▶ Exercise instructions
Among the entries below, find every line that has "expected" and pull it out.

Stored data
■ ■ ■ ■ ■

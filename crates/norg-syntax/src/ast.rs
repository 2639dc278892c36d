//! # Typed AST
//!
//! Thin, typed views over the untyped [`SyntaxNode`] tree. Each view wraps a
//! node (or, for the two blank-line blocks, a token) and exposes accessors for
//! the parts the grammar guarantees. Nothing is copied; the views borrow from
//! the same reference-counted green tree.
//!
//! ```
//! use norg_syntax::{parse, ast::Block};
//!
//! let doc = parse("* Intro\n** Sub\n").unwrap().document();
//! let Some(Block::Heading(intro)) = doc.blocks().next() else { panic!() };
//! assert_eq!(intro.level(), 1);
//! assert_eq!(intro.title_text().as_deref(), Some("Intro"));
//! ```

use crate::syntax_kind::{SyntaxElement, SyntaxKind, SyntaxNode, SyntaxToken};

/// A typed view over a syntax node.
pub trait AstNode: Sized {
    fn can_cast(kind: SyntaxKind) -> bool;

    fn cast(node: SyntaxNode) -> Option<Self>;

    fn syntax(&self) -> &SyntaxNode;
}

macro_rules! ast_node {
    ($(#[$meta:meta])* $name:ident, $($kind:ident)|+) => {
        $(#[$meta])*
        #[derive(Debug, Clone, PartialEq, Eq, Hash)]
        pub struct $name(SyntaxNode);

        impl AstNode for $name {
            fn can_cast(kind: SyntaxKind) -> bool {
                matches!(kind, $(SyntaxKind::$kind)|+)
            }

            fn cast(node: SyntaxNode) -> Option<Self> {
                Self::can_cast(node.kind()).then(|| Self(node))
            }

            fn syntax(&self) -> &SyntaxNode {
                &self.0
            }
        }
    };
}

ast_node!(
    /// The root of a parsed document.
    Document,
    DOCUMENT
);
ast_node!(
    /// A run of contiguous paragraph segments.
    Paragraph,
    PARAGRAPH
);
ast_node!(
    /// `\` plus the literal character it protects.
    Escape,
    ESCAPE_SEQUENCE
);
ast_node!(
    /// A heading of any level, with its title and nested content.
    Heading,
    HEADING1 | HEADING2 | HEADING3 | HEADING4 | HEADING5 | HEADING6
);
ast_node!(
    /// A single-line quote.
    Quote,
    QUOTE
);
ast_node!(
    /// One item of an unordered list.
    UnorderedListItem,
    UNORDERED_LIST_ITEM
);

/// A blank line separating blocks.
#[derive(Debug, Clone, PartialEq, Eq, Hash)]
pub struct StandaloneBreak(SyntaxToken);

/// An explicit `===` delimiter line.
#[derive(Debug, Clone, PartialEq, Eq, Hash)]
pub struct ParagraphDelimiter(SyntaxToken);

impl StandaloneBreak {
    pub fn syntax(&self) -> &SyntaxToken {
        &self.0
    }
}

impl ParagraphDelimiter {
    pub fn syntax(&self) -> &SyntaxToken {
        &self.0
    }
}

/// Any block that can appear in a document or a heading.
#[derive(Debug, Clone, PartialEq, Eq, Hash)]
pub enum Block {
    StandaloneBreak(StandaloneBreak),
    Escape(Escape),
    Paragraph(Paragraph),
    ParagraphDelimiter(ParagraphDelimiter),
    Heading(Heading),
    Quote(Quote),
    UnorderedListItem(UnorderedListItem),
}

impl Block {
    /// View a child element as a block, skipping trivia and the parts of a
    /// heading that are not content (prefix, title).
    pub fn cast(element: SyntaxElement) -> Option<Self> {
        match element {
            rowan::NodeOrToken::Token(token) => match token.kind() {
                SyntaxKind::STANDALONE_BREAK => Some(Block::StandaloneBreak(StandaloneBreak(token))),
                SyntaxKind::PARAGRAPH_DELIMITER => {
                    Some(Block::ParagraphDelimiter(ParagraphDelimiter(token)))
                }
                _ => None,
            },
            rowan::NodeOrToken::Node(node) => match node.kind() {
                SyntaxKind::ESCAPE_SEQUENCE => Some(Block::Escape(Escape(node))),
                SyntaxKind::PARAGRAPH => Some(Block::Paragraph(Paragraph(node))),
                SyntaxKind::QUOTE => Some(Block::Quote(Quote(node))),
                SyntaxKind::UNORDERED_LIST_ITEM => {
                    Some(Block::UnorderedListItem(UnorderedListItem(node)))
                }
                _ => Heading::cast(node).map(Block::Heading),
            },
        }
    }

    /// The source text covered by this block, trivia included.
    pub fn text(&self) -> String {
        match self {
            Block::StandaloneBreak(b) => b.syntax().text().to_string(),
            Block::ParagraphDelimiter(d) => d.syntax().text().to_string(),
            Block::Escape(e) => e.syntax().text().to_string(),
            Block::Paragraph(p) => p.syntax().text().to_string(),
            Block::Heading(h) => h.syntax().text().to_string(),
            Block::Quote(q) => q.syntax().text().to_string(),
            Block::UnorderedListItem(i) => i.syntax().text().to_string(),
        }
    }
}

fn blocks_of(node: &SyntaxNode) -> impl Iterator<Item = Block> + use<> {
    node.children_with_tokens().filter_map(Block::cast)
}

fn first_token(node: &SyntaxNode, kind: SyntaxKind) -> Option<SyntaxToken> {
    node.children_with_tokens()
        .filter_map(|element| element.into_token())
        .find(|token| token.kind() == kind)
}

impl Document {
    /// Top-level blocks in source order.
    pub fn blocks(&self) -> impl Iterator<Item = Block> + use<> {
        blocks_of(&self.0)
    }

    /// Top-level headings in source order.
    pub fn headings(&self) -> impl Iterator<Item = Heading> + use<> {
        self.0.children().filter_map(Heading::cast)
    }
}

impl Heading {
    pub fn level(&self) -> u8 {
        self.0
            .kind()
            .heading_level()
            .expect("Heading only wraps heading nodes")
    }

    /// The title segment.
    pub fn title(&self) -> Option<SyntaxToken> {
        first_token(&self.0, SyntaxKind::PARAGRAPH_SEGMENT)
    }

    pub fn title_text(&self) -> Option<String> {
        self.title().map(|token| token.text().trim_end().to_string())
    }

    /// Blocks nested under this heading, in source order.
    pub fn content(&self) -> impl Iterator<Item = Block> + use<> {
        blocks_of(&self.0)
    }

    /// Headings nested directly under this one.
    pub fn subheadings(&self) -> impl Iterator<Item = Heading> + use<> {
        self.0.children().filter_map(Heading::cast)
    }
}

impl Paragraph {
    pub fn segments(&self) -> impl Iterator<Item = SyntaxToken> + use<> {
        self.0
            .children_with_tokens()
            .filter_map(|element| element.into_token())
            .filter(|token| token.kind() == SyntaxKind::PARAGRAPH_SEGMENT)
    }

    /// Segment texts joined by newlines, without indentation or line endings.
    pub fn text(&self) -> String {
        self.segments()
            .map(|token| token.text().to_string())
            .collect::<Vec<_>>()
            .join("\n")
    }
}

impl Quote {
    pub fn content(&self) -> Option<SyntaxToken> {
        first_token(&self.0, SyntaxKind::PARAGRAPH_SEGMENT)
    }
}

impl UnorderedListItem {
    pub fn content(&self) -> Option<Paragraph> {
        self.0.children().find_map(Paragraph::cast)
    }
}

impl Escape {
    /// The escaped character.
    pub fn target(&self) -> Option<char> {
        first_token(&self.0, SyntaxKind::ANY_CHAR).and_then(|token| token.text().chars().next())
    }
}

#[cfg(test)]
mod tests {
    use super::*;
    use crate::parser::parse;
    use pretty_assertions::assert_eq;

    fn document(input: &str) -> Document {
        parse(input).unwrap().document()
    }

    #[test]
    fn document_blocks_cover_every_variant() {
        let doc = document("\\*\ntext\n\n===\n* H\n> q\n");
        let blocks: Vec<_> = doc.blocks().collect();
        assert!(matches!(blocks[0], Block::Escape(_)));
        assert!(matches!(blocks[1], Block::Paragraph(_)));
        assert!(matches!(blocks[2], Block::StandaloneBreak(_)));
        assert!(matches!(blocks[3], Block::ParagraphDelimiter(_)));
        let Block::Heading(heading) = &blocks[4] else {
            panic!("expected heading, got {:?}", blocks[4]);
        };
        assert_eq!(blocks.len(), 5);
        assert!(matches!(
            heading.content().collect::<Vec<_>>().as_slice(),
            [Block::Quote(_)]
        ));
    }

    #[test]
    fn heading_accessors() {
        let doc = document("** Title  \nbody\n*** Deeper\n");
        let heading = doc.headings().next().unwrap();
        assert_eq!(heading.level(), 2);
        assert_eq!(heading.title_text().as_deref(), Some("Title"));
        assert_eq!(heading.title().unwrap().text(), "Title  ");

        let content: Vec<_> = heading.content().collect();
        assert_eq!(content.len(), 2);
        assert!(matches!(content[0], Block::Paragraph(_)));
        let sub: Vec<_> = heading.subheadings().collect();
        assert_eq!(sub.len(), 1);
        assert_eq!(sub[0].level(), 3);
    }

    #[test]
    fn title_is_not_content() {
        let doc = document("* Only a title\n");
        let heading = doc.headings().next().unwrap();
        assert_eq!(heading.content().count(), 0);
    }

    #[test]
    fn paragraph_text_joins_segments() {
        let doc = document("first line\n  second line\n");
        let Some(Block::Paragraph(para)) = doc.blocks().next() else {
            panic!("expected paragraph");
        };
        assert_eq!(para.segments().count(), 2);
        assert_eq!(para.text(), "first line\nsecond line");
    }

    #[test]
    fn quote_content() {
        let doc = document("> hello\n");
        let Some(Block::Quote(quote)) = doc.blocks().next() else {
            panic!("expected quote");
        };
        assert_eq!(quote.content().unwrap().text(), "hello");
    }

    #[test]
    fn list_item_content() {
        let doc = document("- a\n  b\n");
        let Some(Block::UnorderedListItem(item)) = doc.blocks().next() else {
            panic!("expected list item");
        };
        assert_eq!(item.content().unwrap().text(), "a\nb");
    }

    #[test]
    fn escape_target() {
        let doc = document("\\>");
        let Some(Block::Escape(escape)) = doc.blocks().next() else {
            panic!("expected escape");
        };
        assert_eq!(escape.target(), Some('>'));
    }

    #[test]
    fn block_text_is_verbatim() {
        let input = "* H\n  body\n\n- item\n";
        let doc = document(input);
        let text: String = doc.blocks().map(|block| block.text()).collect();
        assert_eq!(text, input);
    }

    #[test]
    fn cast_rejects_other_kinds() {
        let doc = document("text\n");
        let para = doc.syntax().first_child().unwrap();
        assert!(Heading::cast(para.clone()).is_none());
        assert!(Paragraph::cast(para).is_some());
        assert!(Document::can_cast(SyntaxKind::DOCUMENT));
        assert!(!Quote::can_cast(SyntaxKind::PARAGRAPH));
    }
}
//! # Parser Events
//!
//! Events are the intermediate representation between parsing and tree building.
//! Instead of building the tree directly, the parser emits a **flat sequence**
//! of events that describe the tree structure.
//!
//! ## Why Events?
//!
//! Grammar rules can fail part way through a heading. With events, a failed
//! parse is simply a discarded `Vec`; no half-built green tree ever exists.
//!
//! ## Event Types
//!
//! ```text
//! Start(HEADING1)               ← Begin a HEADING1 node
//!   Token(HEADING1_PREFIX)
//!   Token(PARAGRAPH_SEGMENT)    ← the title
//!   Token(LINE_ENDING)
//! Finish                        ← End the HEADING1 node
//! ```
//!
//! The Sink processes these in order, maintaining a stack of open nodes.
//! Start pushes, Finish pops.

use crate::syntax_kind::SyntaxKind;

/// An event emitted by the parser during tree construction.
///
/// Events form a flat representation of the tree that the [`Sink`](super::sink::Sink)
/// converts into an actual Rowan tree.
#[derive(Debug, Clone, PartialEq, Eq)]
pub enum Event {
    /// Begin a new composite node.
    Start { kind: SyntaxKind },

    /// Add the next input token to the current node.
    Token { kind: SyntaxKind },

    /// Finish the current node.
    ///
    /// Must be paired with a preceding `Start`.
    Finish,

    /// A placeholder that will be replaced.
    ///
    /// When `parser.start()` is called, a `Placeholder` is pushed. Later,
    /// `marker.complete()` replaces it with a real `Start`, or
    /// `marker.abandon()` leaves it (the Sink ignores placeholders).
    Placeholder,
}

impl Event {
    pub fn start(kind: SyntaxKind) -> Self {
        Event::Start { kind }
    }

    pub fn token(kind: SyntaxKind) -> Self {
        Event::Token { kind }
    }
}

■ ■ ■ ■ ■

▶ Answer box
            panic!("expected heading, got {:?}", blocks[4]);
            panic!("expected paragraph");
            panic!("expected quote");
            panic!("expected list item");
            panic!("expected escape");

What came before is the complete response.